Selective use of information:

People tend to ignore information that conflicts with their views. In other words, they make their own reality and give more weight to information that confirms their views. This again helps to perpetuate a bubble once it gets underway.

Wishful thinking:

People tend to require less information to predict a desirable event than an undesirable one. Hence, asset price bubbles normally precede crashes.

Myopic loss aversion:

People tend to dislike losing money more than they like gaining it. Various experiments have found that a potential gain must be twice the potential loss before an investor will consider accepting the risk. An aversion to any loss probably explains why shares traditionally are able to provide a relatively high return (or risk premium) relative to “safer” assets like cash or bonds.

The madness of crowds

As if individual irrationality is not enough, it tends to get magnified and reinforced by “crowd psychology”. Investment markets have long been considered as providing examples of crowd psychology at work. Collective behaviour in investment markets requires the presence of several things:

A means where behaviour can be contagious:

Mass communication with the proliferation of electronic media is a perfect example of this.
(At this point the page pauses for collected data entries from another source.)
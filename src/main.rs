//! Coachalign command-line driver.
//!
//! **Usage:**
//! ```bash
//! coachalign analyze --input dialogues.json --prompt prompt.txt [--backend claude] [--output out.json]
//! coachalign align --records records.json --reference expert --candidate deepseek-chat --fields fields.txt
//! coachalign summary --records records.json
//! ```

use std::fs::File;
use std::io::{BufWriter, Write};
use std::path::{Path, PathBuf};

use anyhow::{bail, Context, Result};
use clap::{Parser, Subcommand};
use serde::Serialize;

use coachalign_lib::alignment;
use coachalign_lib::config::{self, APP_NAME, APP_VERSION};
use coachalign_lib::pipeline::{
    AnalysisPipeline, BackendConfig, BackendKind, FileArchiver, NullArchiver, RawOutputSink,
    RetryPolicy,
};
use coachalign_lib::records::{self, FieldMapping};

#[derive(Parser, Debug)]
#[command(name = "coachalign")]
#[command(about = "Annotate coaching dialogues with LLMs and measure agreement with expert annotations")]
#[command(version)]
struct Args {
    #[command(subcommand)]
    command: Command,
}

#[derive(Subcommand, Debug)]
enum Command {
    /// Run every dialogue through the configured model backend
    Analyze {
        /// JSON array of dialogue objects, each with a `dialogue_id`
        #[arg(long, value_name = "FILE")]
        input: PathBuf,

        /// Prompt template containing the {{TRANSACTION}} placeholder
        #[arg(long, value_name = "FILE", env = config::ENV_PROMPT_FILE)]
        prompt: PathBuf,

        /// deepseek, claude, gemini, qwen or ollama (default: COACHALIGN_BACKEND or deepseek)
        #[arg(long)]
        backend: Option<BackendKind>,

        /// Write records here instead of stdout
        #[arg(long, value_name = "FILE")]
        output: Option<PathBuf>,

        /// Do not archive raw model output
        #[arg(long)]
        no_archive: bool,
    },

    /// Compare a candidate submitter's annotations against a reference submitter
    Align {
        /// JSON array of annotation records
        #[arg(long, value_name = "FILE")]
        records: PathBuf,

        /// Submitter treated as ground truth
        #[arg(long)]
        reference: String,

        /// Submitter being evaluated
        #[arg(long)]
        candidate: String,

        /// File listing the fields to compare, one per line
        #[arg(long, value_name = "FILE")]
        fields: Option<PathBuf>,

        /// Field to compare (repeatable)
        #[arg(long = "field", value_name = "NAME")]
        field: Vec<String>,

        /// Also log every compared field
        #[arg(long)]
        detailed: bool,

        /// Write the report here instead of stdout
        #[arg(long, value_name = "FILE")]
        output: Option<PathBuf>,
    },

    /// Record counts per submitter and field fill rates
    Summary {
        #[arg(long, value_name = "FILE")]
        records: PathBuf,
    },
}

fn main() -> Result<()> {
    coachalign_lib::init_tracing();
    tracing::info!("{} v{}", APP_NAME, APP_VERSION);

    match Args::parse().command {
        Command::Analyze {
            input,
            prompt,
            backend,
            output,
            no_archive,
        } => run_analyze(&input, &prompt, backend, output.as_deref(), no_archive),
        Command::Align {
            records,
            reference,
            candidate,
            fields,
            field,
            detailed,
            output,
        } => run_align(
            &records,
            &reference,
            &candidate,
            fields.as_deref(),
            field,
            detailed,
            output.as_deref(),
        ),
        Command::Summary { records } => run_summary(&records),
    }
}

fn run_analyze(
    input: &Path,
    prompt: &Path,
    backend: Option<BackendKind>,
    output: Option<&Path>,
    no_archive: bool,
) -> Result<()> {
    let template = std::fs::read_to_string(prompt)
        .with_context(|| format!("Failed to read prompt template {}", prompt.display()))?;
    let kind = match backend {
        Some(kind) => kind,
        None => BackendKind::from_env()?,
    };
    let backend_config = BackendConfig::from_env(kind, &template)?;

    let archiver: Box<dyn RawOutputSink> = if no_archive {
        Box::new(NullArchiver)
    } else {
        Box::new(FileArchiver::from_env())
    };
    let pipeline =
        AnalysisPipeline::from_config(&backend_config, RetryPolicy::default(), archiver)?;

    let dialogues = records::load_dialogues(input)?;
    tracing::info!(count = dialogues.len(), model = %pipeline.model_name(), "Dialogues loaded");

    let outcome = pipeline.analyze_batch(dialogues.iter().map(|(k, p)| (k.as_str(), p.as_str())));
    write_json(output, &outcome.records)?;

    if !outcome.failed.is_empty() {
        tracing::warn!(dialogues = ?outcome.failed, "Some dialogues produced error records");
    }
    if let Some((dialogue_id, error)) = outcome.aborted {
        bail!(
            "Batch stopped at dialogue {dialogue_id} after {} completed: {error}",
            outcome.processed
        );
    }
    Ok(())
}

#[allow(clippy::too_many_arguments)]
fn run_align(
    records_path: &Path,
    reference: &str,
    candidate: &str,
    fields_path: Option<&Path>,
    mut fields: Vec<String>,
    detailed: bool,
    output: Option<&Path>,
) -> Result<()> {
    if let Some(path) = fields_path {
        let mut listed = records::load_field_list(path)?;
        listed.append(&mut fields);
        fields = listed;
    }
    if fields.is_empty() {
        bail!("No comparison fields given: use --fields FILE or --field NAME");
    }

    let records = records::load_records(records_path, &FieldMapping::default())?;
    let report = alignment::compute(&records, reference, candidate, &fields);
    alignment::log_report(&report);
    if detailed {
        alignment::log_comparisons(&alignment::compare_dialogues(
            &records, reference, candidate, &fields,
        ));
    }

    write_json(output, &report)
}

fn run_summary(records_path: &Path) -> Result<()> {
    let records = records::load_records(records_path, &FieldMapping::default())?;
    let summary = records::summarize(&records);
    records::log_summary(&summary);
    write_json(None, &summary)
}

/// Pretty-print `value` to `path`, or to stdout when no path is given.
fn write_json<T: Serialize>(path: Option<&Path>, value: &T) -> Result<()> {
    match path {
        Some(path) => {
            let file = File::create(path)
                .with_context(|| format!("Failed to create {}", path.display()))?;
            let mut writer = BufWriter::new(file);
            serde_json::to_writer_pretty(&mut writer, value)?;
            writer.flush()?;
            tracing::info!(path = %path.display(), "Output written");
        }
        None => {
            let stdout = std::io::stdout();
            let mut lock = stdout.lock();
            serde_json::to_writer_pretty(&mut lock, value)?;
            writeln!(lock)?;
        }
    }
    Ok(())
}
More than ever, investors are drawing their information from the same sources, which in turn results in an ever-increasing correlation of views amongst investors, thus reinforcing trends.

Pressure for conformity:

Interaction with friends, monthly performance comparisons, industry standards and benchmarking, can result in “herding” amongst investors.
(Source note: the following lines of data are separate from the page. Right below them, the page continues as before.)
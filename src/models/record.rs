use serde_json::{Map, Value};

/// Field carrying the dialogue identifier on every normalized record.
pub const DIALOGUE_ID_FIELD: &str = "dialogue_id";
/// Field carrying the submitter identifier on every normalized record.
pub const SUBMITTER_ID_FIELD: &str = "submitter_id";

/// Flat mapping from field name to a scalar, a string sequence, or null.
pub type NormalizedRecord = Map<String, Value>;

/// Render a dialogue identifier as a report key.
///
/// Strings are used verbatim, numbers without quotes. Null and missing ids
/// yield `None` (such records cannot be grouped).
pub fn dialogue_key(value: Option<&Value>) -> Option<String> {
    match value? {
        Value::Null => None,
        Value::String(s) => Some(s.clone()),
        other => Some(other.to_string()),
    }
}

/// Read the submitter identifier of a record as a string, if it has one.
pub fn submitter_of(record: &NormalizedRecord) -> Option<&str> {
    record.get(SUBMITTER_ID_FIELD).and_then(Value::as_str)
}

/// True when a value carries no annotation: null, `""` or `[]`.
pub fn is_blank(value: &Value) -> bool {
    match value {
        Value::Null => true,
        Value::String(s) => s.is_empty(),
        Value::Array(items) => items.is_empty(),
        _ => false,
    }
}

/// Type-aware equality between two present values.
///
/// Numbers compare by numeric value (`1` equals `1.0`), sequences are
/// order-sensitive, everything else is exact.
pub fn values_equal(a: &Value, b: &Value) -> bool {
    match (a, b) {
        (Value::Number(x), Value::Number(y)) => match (x.as_f64(), y.as_f64()) {
            (Some(x), Some(y)) => x == y,
            _ => x == y,
        },
        (Value::Array(xs), Value::Array(ys)) => {
            xs.len() == ys.len() && xs.iter().zip(ys).all(|(x, y)| values_equal(x, y))
        }
        _ => a == b,
    }
}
A precipitating event or displacement that gives rise to a general belief that motivates investors:

The IT revolution of the late 1990s, the growth in China in the 2000s and crypto currencies more recently are classic examples of this on the positive side. The demise of Lehman Brothers and problems with some crypto currencies/markets are examples of displacements on the negative side.

A general belief which grows and spreads:

For example, a belief that share prices can only go up – this helps reinforce the trend set off by the initial displacement.

Bubbles and busts

The combination of lapses of logic by individuals in making investment decisions being magnified by crowd psychology go a long way to explaining why speculative surges in asset prices develop (usually after some good news) and how they feed on themselves (as individuals project recent price gains into the future, exercise “wishful thinking” and get positive feedback via the media, their friends, etc). Of course, the whole process goes into reverse once buying is exhausted, often triggered by contrary news to that which drove the rise initially.

What does this mean for investors?

There are several implications for investors.

First, recognise that investment markets are not only driven by fundamentals, but also by the often-irrational and erratic behaviour of an unstable crowd of investors. The key here is to be aware of past market booms and busts, so that when they arise in the future you understand them and do not overreact (piling into unstable bubbles near the top or selling everything during busts and locking in a loss at the bottom).

Second, try and recognise your own emotional responses. In other words, be aware of how you are influenced by lapses in your own logic and crowd influences like those noted above. For example, you could ask yourself: “am I highly affected by recent developments? Am I too confident in my expectations? Can I bear a paper loss?”

Thirdly, to guard against emotional responses choose an investment strategy which can withstand inevitable crises whilst remaining consistent with your financial objectives and risk tolerance. Then stick to this even when surging share prices tempt you into a more aggressive approach, or when plunging values suck you into a defensive approach.

Fourthly, if you are tempted to trade, do so on a contrarian basis. Buy when the crowd is bearish, sell when it is bullish. Extremes of bullishness often signal eventual market tops, and extremes of bearishness often signal bottoms. Successful investing requires going against the crowd at extremes. Various investor sentiment and positioning surveys can help. But also recognise contrarian investing is not fool-proof – just because the crowd looks irrationally bullish (or bearish) doesn’t mean it can’t get more so.